L'alto costo della vita

Movimenti automatici, come automatici erano i numeri emessi dal mio registratore di cassa.
Rumori per mio padre soavi, e per me, ignaro, simili a quelli di un orologio. Ogni totale raffigurava una persona, ogni persona era sola.
È così che verso le 11,00 di quel martedì di marzo entrò lui. Sapevo qualcosa, ma non sapevo tutto.
Per me oggi quei soavi rumori mi costano la vita.
In giugno mi sentii male, così feci degli accertamenti e scoprii di essere malato. Il dottore cercò di parlarmi tranquillamente, pensando che dicendomi la verità con gentilezza e pacatezza mi avrebbe guarito.
Anch’io! Perché? Non voglio, ho solo 25 anni! Cosa posso fare?
Niente durante l’anno mi avrebbe consumato, proprio come la carta di quegli scontrini; solo che una volta finita lì, si può cambiare rotolo e riiiziare da capo, ma io ormai non potevo più.
In quei miei giorni terminali capii tutto!
Passavo il tempo a pensare alla mia vita sprecata a studiare per un futuro impalpabile e che credevo di trasformare in fantastico.
Se potessi rimettere quel rotolo di carta indietro ora non sarei qui a pensare e a criticare me stesso. Certo sbagliando si impara! Forse però mi è stato insegnato troppo in una sola lezione!
Quel martedì Davide entrò, io sapevo che era malato, e subito provai per lui compassione. Era ancora autosufficiente ma si vedeva che il male dentro si stava moltiplicando. E lui soffriva!
Prese due scatole di cibo per gatti e pagò. Tutto successe in un attimo; io avviai sordamente la cassa, spinsi il tasto del totale e lo sportello si aprì. Nella mia mano posi mille lire in più del dovuto e fatalmente lo diedi a Davide. Lui non se ne accorse ed io solo allora, mentre inseriva il resto nelle sue tasche, mi resi conto dell’errore, o così credetti. Non ebbi il coraggio di parlare. Considerai il gesto come un atto di compassione, come un ultimo dono.
Lui alzò lo sguardo verso di me e mi sorrise!
Da quel giorno lo vidi sempre più spesso e sempre meglio. Poi mi sentii male; venne a trovarmi in ospedale, ma non ne capii il gesto. Era felice, vissuto e vivente.
Forse questi atroci dolori mi hanno dato coscienza per capire e credere in questa fatalità. Come in quel gioco di carte dove chi prende e rimane fino alla fine con in mano l’uomo nero deve fare la penitenza. Forse è successo così. L’ho comprata per mille lire ed ora è mia, per sempre.
Costa solo mille lire la mia vita? O forse basta solo mille lire per salvare la vita di un altro? Dipende dai punti di vista!
Ormai è passato tanto tempo da allora e i mie dolori sono così atroci, da non permettermi di distinguerne le zone di provenienza.

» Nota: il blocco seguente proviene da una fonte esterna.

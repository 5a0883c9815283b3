//! End-to-end runs of the backup pipeline against a mocked post source.

use std::fs;

use postbak::access::can_access_team;
use postbak::backup::{run_backup, BackupError};
use postbak::contract::{MockPostSource, PostPage, PostRecord, SourceError, Team};
use postbak::materialize::INDEX_FILE;
use postbak::paginate::for_each_post;
use tempfile::tempdir;

fn team(name: &str) -> Team {
    Team {
        name: name.to_string(),
    }
}

fn post(full_path: &str, body: &str) -> PostRecord {
    PostRecord {
        full_path: full_path.to_string(),
        body: body.to_string(),
    }
}

fn page_of(posts: Vec<PostRecord>, next_page: Option<u32>) -> PostPage {
    PostPage { posts, next_page }
}

#[tokio::test]
async fn three_pages_are_visited_once_each_in_order() {
    let mut source = MockPostSource::new();
    source.expect_list_posts().times(3).returning(|_, page| {
        Ok(match page {
            1 => page_of(vec![post("p/one", "1"), post("p/two", "2")], Some(2)),
            2 => page_of(vec![post("p/three", "3")], Some(3)),
            3 => page_of(vec![post("p/four", "4")], None),
            other => panic!("unexpected page requested: {other}"),
        })
    });

    let mut visited = Vec::new();
    for_each_post(&source, "ops", |p| {
        visited.push(p.full_path);
        Ok(())
    })
    .await
    .expect("pagination should complete");

    assert_eq!(visited, vec!["p/one", "p/two", "p/three", "p/four"]);
}

#[tokio::test]
async fn inaccessible_team_aborts_before_any_post_is_fetched() {
    let root = tempdir().expect("temp dir");
    let mut source = MockPostSource::new();
    source
        .expect_list_teams()
        .times(1)
        .returning(|| Ok(vec![team("someone-else")]));
    // No list_posts expectation: any call would fail the test.

    let err = run_backup(&source, "ops", root.path()).await.unwrap_err();
    assert!(
        matches!(err, BackupError::TeamNotAccessible(ref t) if t == "ops"),
        "expected TeamNotAccessible, got: {err:?}"
    );
    assert_eq!(fs::read_dir(root.path()).unwrap().count(), 0);
}

#[tokio::test]
async fn team_match_is_case_sensitive_and_exact() {
    let mut source = MockPostSource::new();
    source
        .expect_list_teams()
        .returning(|| Ok(vec![team("Ops"), team("ops-archive")]));

    assert!(!can_access_team(&source, "ops").await.unwrap());
    assert!(can_access_team(&source, "Ops").await.unwrap());
}

#[tokio::test]
async fn empty_source_completes_without_writing_anything() {
    let root = tempdir().expect("temp dir");
    let mut source = MockPostSource::new();
    source
        .expect_list_teams()
        .returning(|| Ok(vec![team("ops")]));
    source
        .expect_list_posts()
        .times(1)
        .returning(|_, _| Ok(page_of(vec![], None)));

    let report = run_backup(&source, "ops", root.path())
        .await
        .expect("empty run should succeed");

    assert_eq!(report.posts_written, 0);
    assert_eq!(fs::read_dir(root.path()).unwrap().count(), 0);
}

#[tokio::test]
async fn colliding_posts_across_pages_produce_the_readme_tree() {
    let root = tempdir().expect("temp dir");
    let mut source = MockPostSource::new();
    source
        .expect_list_teams()
        .returning(|| Ok(vec![team("ops")]));
    source.expect_list_posts().returning(|_, page| {
        Ok(match page {
            1 => page_of(vec![post("notes/a", "body of a")], Some(2)),
            _ => page_of(vec![post("notes/a/b", "body of b")], None),
        })
    });

    let report = run_backup(&source, "ops", root.path()).await.unwrap();
    assert_eq!(report.posts_written, 2);
    assert_eq!(
        fs::read_to_string(root.path().join("notes/a").join(INDEX_FILE)).unwrap(),
        "body of a"
    );
    assert_eq!(
        fs::read_to_string(root.path().join("notes/a/b")).unwrap(),
        "body of b"
    );
}

#[tokio::test]
async fn fetch_failure_mid_run_keeps_earlier_posts_on_disk() {
    let root = tempdir().expect("temp dir");
    let mut source = MockPostSource::new();
    source
        .expect_list_teams()
        .returning(|| Ok(vec![team("ops")]));
    source.expect_list_posts().returning(|_, page| match page {
        1 => Ok(page_of(vec![post("kept/post", "still here")], Some(2))),
        _ => Err(SourceError::Status {
            url: "https://api.example.test/v1/teams/ops/posts".to_string(),
            status: reqwest::StatusCode::SERVICE_UNAVAILABLE,
        }),
    });

    let err = run_backup(&source, "ops", root.path()).await.unwrap_err();
    assert!(
        matches!(err, BackupError::Source(_)),
        "expected Source error, got: {err:?}"
    );
    assert_eq!(
        fs::read_to_string(root.path().join("kept/post")).unwrap(),
        "still here"
    );
}

#[tokio::test]
async fn duplicate_collision_surfaces_as_a_materialize_fault() {
    let root = tempdir().expect("temp dir");
    let mut source = MockPostSource::new();
    source
        .expect_list_teams()
        .returning(|| Ok(vec![team("ops")]));
    source.expect_list_posts().times(1).returning(|_, _| {
        Ok(page_of(
            vec![
                post("docs/guide/README", "explicit readme post"),
                post("docs/guide", "directory post"),
            ],
            None,
        ))
    });

    let err = run_backup(&source, "ops", root.path()).await.unwrap_err();
    assert!(
        matches!(err, BackupError::Materialize(_)),
        "expected Materialize fault, got: {err:?}"
    );
}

Oltre a queste fitte pungenti c’è anche questo caldo torrido di questa mia ultima estate.
Non ho più la forza di scrivere anche se i miei pensieri vanno veloci. Ho una sete che mi sta lasciando la bocca secca ed inospitale a qualsiasi microbo che vi voglia entrare.
«Ecco l’acqua che mi avevi chiesto, il resto te l’ho appoggio qui sul tavolo», mi disse l’infermiera ritornando dal bar.
«Grazie Giulia!».
Poi vidi lo scontrino; l’acqua costava duemila lire ed io gli avevo dato cinquemila lire; di resto avrei dovuto avere tremila lire! Ma qui mi aveva lasciato quattromila lire!
«Giulia !!!» urlai.
Lei corse da me «Che c’è !».
Io   sudante   e   febbricitante   dissi    «  ………………g r a z i e, …………… … m i o   a n g e l o ! »      e      le      sorrisi.